** RECORDS TO USE follows **

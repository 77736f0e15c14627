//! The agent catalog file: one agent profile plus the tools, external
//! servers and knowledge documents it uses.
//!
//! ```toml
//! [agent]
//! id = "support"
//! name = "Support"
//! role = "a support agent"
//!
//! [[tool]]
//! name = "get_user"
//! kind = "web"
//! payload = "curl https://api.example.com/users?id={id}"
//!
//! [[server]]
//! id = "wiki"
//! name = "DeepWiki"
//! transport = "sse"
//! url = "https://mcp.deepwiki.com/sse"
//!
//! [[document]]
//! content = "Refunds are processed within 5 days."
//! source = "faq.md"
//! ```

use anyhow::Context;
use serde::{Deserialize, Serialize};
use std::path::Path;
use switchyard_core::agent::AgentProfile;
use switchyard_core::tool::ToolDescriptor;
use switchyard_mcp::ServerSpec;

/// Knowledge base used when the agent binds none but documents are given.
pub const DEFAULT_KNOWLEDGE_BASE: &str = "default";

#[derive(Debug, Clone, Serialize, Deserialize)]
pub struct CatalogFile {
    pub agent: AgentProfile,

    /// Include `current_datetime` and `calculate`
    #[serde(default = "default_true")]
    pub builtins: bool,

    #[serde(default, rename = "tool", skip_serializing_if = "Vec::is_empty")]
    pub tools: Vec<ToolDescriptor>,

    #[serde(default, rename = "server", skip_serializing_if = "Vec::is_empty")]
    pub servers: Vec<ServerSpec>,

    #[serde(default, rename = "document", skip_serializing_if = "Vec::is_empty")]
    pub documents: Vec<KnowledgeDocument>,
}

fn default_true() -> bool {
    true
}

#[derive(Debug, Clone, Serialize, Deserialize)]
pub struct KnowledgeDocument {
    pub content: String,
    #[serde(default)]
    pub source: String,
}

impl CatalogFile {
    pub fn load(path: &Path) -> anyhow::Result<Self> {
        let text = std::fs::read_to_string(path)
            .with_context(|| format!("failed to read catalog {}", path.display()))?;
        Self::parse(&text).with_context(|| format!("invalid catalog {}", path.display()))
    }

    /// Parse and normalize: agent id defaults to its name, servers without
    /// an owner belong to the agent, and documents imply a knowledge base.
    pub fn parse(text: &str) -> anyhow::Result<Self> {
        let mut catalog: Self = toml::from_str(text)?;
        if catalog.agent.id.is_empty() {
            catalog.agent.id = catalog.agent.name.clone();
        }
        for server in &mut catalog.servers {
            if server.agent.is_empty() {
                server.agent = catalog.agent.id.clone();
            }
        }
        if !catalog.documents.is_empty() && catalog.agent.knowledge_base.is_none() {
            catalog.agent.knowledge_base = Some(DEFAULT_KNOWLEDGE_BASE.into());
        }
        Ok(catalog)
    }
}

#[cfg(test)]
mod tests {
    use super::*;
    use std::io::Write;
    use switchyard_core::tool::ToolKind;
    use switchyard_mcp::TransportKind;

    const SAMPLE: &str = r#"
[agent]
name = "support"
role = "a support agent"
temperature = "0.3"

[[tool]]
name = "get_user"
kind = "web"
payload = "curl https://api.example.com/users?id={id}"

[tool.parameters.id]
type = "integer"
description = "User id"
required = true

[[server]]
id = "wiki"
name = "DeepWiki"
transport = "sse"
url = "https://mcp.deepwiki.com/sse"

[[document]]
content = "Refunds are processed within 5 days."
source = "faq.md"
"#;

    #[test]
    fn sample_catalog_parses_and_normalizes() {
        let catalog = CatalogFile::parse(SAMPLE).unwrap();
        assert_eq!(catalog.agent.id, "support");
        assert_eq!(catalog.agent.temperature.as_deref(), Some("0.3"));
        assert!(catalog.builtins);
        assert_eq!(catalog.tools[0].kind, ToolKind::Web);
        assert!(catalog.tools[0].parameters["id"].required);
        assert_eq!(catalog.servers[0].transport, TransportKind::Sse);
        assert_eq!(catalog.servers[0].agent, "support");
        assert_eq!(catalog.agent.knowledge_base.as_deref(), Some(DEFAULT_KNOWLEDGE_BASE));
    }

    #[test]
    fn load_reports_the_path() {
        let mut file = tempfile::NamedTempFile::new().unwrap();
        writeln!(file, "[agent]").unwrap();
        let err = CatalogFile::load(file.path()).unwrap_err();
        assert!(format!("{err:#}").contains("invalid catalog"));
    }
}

** End of RECORDS TO USE **
** RECORDS TO USE follows **

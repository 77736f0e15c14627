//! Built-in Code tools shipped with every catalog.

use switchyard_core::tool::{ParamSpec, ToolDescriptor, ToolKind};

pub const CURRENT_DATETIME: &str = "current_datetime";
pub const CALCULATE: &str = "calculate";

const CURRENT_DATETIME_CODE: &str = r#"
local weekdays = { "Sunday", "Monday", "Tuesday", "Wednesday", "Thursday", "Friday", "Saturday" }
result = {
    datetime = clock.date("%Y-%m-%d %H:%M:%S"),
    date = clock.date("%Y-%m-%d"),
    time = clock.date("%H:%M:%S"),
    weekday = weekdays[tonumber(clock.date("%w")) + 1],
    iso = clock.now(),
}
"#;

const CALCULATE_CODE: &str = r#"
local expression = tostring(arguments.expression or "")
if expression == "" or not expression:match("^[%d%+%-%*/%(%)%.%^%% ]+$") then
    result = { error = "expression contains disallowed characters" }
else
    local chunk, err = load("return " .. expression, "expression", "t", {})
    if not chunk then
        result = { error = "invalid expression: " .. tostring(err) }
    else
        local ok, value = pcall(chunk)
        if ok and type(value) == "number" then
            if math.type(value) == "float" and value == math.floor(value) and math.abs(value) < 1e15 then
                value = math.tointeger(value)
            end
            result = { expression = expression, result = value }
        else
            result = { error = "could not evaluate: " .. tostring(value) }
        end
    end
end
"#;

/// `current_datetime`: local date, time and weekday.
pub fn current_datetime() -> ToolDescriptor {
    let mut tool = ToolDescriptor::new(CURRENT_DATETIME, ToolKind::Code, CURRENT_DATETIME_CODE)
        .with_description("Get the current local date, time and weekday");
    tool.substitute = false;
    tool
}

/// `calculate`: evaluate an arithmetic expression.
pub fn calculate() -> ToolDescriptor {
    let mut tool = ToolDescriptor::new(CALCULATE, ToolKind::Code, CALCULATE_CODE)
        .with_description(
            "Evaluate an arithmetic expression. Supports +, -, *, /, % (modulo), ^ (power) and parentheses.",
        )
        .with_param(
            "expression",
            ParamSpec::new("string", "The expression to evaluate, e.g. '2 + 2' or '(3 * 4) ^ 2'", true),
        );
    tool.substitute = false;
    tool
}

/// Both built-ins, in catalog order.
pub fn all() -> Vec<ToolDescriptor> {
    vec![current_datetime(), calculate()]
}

** End of RECORDS TO USE **

▶ _TASK DETAILS_:
Determine how many lines contain the string "required" in the listing, and state that number by itself.

▶ _TASK RESPONSE_:
2